== Segment start ==

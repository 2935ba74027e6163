//! The source blender.
//!
//! A selector maps every document to a source id, and each child serves
//! exactly one source. The blender delivers a hit for a document only
//! when the child registered for that document's source matches it.
//! Selector identity (pointer equality) decides whether two blenders
//! are compatible for the hoisting optimization on the blueprint side.

use std::rc::Rc;

use marlin_types::{DocId, Trinary, END_DOC_ID};

use crate::empty_search::EmptySearch;
use crate::search_iterator::{IteratorState, SearchIterator, SearchIteratorBox};

/// Maps documents to source ids.
pub trait SourceSelector: std::fmt::Debug {
    fn source_at(&self, doc_id: DocId) -> u32;
}

/// Shared selector handle; compatibility is pointer identity.
pub type SharedSourceSelector = Rc<dyn SourceSelector>;

/// Whether two selector handles denote the same selector instance.
#[must_use]
pub fn same_selector(a: &SharedSourceSelector, b: &SharedSourceSelector) -> bool {
    Rc::ptr_eq(a, b)
}

/// Simple selector backed by a per-document array with a default for
/// documents past the end.
#[derive(Debug)]
pub struct FixedSourceSelector {
    sources: Vec<u32>,
    default_source: u32,
}

impl FixedSourceSelector {
    #[must_use]
    pub fn new(default_source: u32) -> Self {
        Self {
            sources: Vec::new(),
            default_source,
        }
    }

    pub fn set_source(&mut self, doc_id: DocId, source: u32) {
        let idx = doc_id as usize;
        if idx >= self.sources.len() {
            self.sources.resize(idx + 1, self.default_source);
        }
        self.sources[idx] = source;
    }
}

impl SourceSelector for FixedSourceSelector {
    fn source_at(&self, doc_id: DocId) -> u32 {
        self.sources
            .get(doc_id as usize)
            .copied()
            .unwrap_or(self.default_source)
    }
}

/// A child iterator with the source id it serves.
#[derive(Debug)]
pub struct SourceBlenderChild {
    pub search: SearchIteratorBox,
    pub source_id: u32,
}

/// Build a source blender over `children`, routing by `selector`.
#[must_use]
pub fn create(
    selector: SharedSourceSelector,
    children: Vec<SourceBlenderChild>,
    strict: bool,
) -> SearchIteratorBox {
    Box::new(SourceBlenderSearch {
        state: IteratorState::default(),
        selector,
        children,
        strict,
    })
}

#[derive(Debug)]
pub struct SourceBlenderSearch {
    state: IteratorState,
    selector: SharedSourceSelector,
    children: Vec<SourceBlenderChild>,
    strict: bool,
}

impl SourceBlenderSearch {
    #[must_use]
    pub fn child_count(&self) -> usize {
        self.children.len()
    }

    /// Detach the child iterator at `index` (used by the bit-vector
    /// fusion pass to rewrite per-source subtrees in place).
    pub fn take_child_search(&mut self, index: usize) -> SearchIteratorBox {
        std::mem::replace(
            &mut self.children[index].search,
            Box::new(EmptySearch::new()),
        )
    }

    pub fn put_child_search(&mut self, index: usize, search: SearchIteratorBox) {
        self.children[index].search = search;
    }

    fn child_for_source(&mut self, source: u32) -> Option<&mut SourceBlenderChild> {
        self.children
            .iter_mut()
            .find(|child| child.source_id == source)
    }

    fn strict_seek(&mut self, doc_id: DocId) {
        for child in &mut self.children {
            child.search.seek(doc_id);
        }
        loop {
            let candidate = self
                .children
                .iter()
                .map(|child| child.search.doc_id())
                .min()
                .unwrap_or(END_DOC_ID);
            if self.state.is_past_end(candidate) {
                self.state.set_at_end();
                return;
            }
            let wanted = self.selector.source_at(candidate);
            let owner_matches = self
                .children
                .iter()
                .any(|child| child.source_id == wanted && child.search.doc_id() == candidate);
            if owner_matches {
                self.state.set_doc_id(candidate);
                return;
            }
            // candidate belongs to another source; everyone parked on it
            // moves past
            for child in &mut self.children {
                if child.search.doc_id() == candidate {
                    child.search.seek(candidate + 1);
                }
            }
        }
    }
}

impl SearchIterator for SourceBlenderSearch {
    fn state(&self) -> &IteratorState {
        &self.state
    }

    fn state_mut(&mut self) -> &mut IteratorState {
        &mut self.state
    }

    fn init_range(&mut self, begin_id: DocId, end_id: DocId) {
        self.state = IteratorState::for_range(begin_id, end_id);
        for child in &mut self.children {
            child.search.init_range(begin_id, end_id);
        }
        if self.strict {
            self.strict_seek(begin_id);
        }
    }

    fn do_seek(&mut self, doc_id: DocId) {
        if self.strict {
            self.strict_seek(doc_id);
            return;
        }
        let wanted = self.selector.source_at(doc_id);
        if let Some(child) = self.child_for_source(wanted) {
            if child.search.seek(doc_id) {
                self.state.set_doc_id(doc_id);
            }
        }
    }

    fn do_unpack(&mut self, doc_id: DocId) {
        let wanted = self.selector.source_at(doc_id);
        if let Some(child) = self.child_for_source(wanted) {
            if child.search.doc_id() == doc_id {
                child.search.do_unpack(doc_id);
            }
        }
    }

    fn is_strict(&self) -> Trinary {
        Trinary::from_bool(self.strict)
    }

    fn as_source_blender(&mut self) -> Option<&mut SourceBlenderSearch> {
        Some(self)
    }

    fn name(&self) -> &'static str {
        "SourceBlenderSearch"
    }
}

== Segment end ==

_Problem requirements_
Write down all of the records again, word for word.

_Solution for this exercise_
repository 2935ba74027e6163
//! The source blender.
//!
//! A selector maps every document to a source id, and each child serves
//! exactly one source. The blender delivers a hit for a document only
//! when the child registered for that document's source matches it.
//! Selector identity (pointer equality) decides whether two blenders
//! are compatible for the hoisting optimization on the blueprint side.

use std::rc::Rc;

use marlin_types::{DocId, Trinary, END_DOC_ID};

use crate::empty_search::EmptySearch;
use crate::search_iterator::{IteratorState, SearchIterator, SearchIteratorBox};

/// Maps documents to source ids.
pub trait SourceSelector: std::fmt::Debug {
    fn source_at(&self, doc_id: DocId) -> u32;
}

/// Shared selector handle; compatibility is pointer identity.
pub type SharedSourceSelector = Rc<dyn SourceSelector>;

/// Whether two selector handles denote the same selector instance.
#[must_use]
pub fn same_selector(a: &SharedSourceSelector, b: &SharedSourceSelector) -> bool {
    Rc::ptr_eq(a, b)
}

/// Simple selector backed by a per-document array with a default for
/// documents past the end.
#[derive(Debug)]
pub struct FixedSourceSelector {
    sources: Vec<u32>,
    default_source: u32,
}

impl FixedSourceSelector {
    #[must_use]
    pub fn new(default_source: u32) -> Self {
        Self {
            sources: Vec::new(),
            default_source,
        }
    }

    pub fn set_source(&mut self, doc_id: DocId, source: u32) {
        let idx = doc_id as usize;
        if idx >= self.sources.len() {
            self.sources.resize(idx + 1, self.default_source);
        }
        self.sources[idx] = source;
    }
}

impl SourceSelector for FixedSourceSelector {
    fn source_at(&self, doc_id: DocId) -> u32 {
        self.sources
            .get(doc_id as usize)
            .copied()
            .unwrap_or(self.default_source)
    }
}

/// A child iterator with the source id it serves.
#[derive(Debug)]
pub struct SourceBlenderChild {
    pub search: SearchIteratorBox,
    pub source_id: u32,
}

/// Build a source blender over `children`, routing by `selector`.
#[must_use]
pub fn create(
    selector: SharedSourceSelector,
    children: Vec<SourceBlenderChild>,
    strict: bool,
) -> SearchIteratorBox {
    Box::new(SourceBlenderSearch {
        state: IteratorState::default(),
        selector,
        children,
        strict,
    })
}

#[derive(Debug)]
pub struct SourceBlenderSearch {
    state: IteratorState,
    selector: SharedSourceSelector,
    children: Vec<SourceBlenderChild>,
    strict: bool,
}

impl SourceBlenderSearch {
    #[must_use]
    pub fn child_count(&self) -> usize {
        self.children.len()
    }

    /// Detach the child iterator at `index` (used by the bit-vector
    /// fusion pass to rewrite per-source subtrees in place).
    pub fn take_child_search(&mut self, index: usize) -> SearchIteratorBox {
        std::mem::replace(
            &mut self.children[index].search,
            Box::new(EmptySearch::new()),
        )
    }

    pub fn put_child_search(&mut self, index: usize, search: SearchIteratorBox) {
        self.children[index].search = search;
    }

    fn child_for_source(&mut self, source: u32) -> Option<&mut SourceBlenderChild> {
        self.children
            .iter_mut()
            .find(|child| child.source_id == source)
    }

    fn strict_seek(&mut self, doc_id: DocId) {
        for child in &mut self.children {
            child.search.seek(doc_id);
        }
        loop {
            let candidate = self
                .children
                .iter()
                .map(|child| child.search.doc_id())
                .min()
                .unwrap_or(END_DOC_ID);
            if self.state.is_past_end(candidate) {
                self.state.set_at_end();
                return;
            }
            let wanted = self.selector.source_at(candidate);
            let owner_matches = self
                .children
                .iter()
                .any(|child| child.source_id == wanted && child.search.doc_id() == candidate);
            if owner_matches {
                self.state.set_doc_id(candidate);
                return;
            }
            // candidate belongs to another source; everyone parked on it
            // moves past
            for child in &mut self.children {
                if child.search.doc_id() == candidate {
                    child.search.seek(candidate + 1);
                }
            }
        }
    }
}

impl SearchIterator for SourceBlenderSearch {
    fn state(&self) -> &IteratorState {
        &self.state
    }

    fn state_mut(&mut self) -> &mut IteratorState {
        &mut self.state
    }

    fn init_range(&mut self, begin_id: DocId, end_id: DocId) {
        self.state = IteratorState::for_range(begin_id, end_id);
        for child in &mut self.children {
            child.search.init_range(begin_id, end_id);
        }
        if self.strict {
            self.strict_seek(begin_id);
        }
    }

    fn do_seek(&mut self, doc_id: DocId) {
        if self.strict {
            self.strict_seek(doc_id);
            return;
        }
        let wanted = self.selector.source_at(doc_id);
        if let Some(child) = self.child_for_source(wanted) {
            if child.search.seek(doc_id) {
                self.state.set_doc_id(doc_id);
            }
        }
    }

    fn do_unpack(&mut self, doc_id: DocId) {
        let wanted = self.selector.source_at(doc_id);
        if let Some(child) = self.child_for_source(wanted) {
            if child.search.doc_id() == doc_id {
                child.search.do_unpack(doc_id);
            }
        }
    }

    fn is_strict(&self) -> Trinary {
        Trinary::from_bool(self.strict)
    }

    fn as_source_blender(&mut self) -> Option<&mut SourceBlenderSearch> {
        Some(self)
    }

    fn name(&self) -> &'static str {
        "SourceBlenderSearch"
    }
}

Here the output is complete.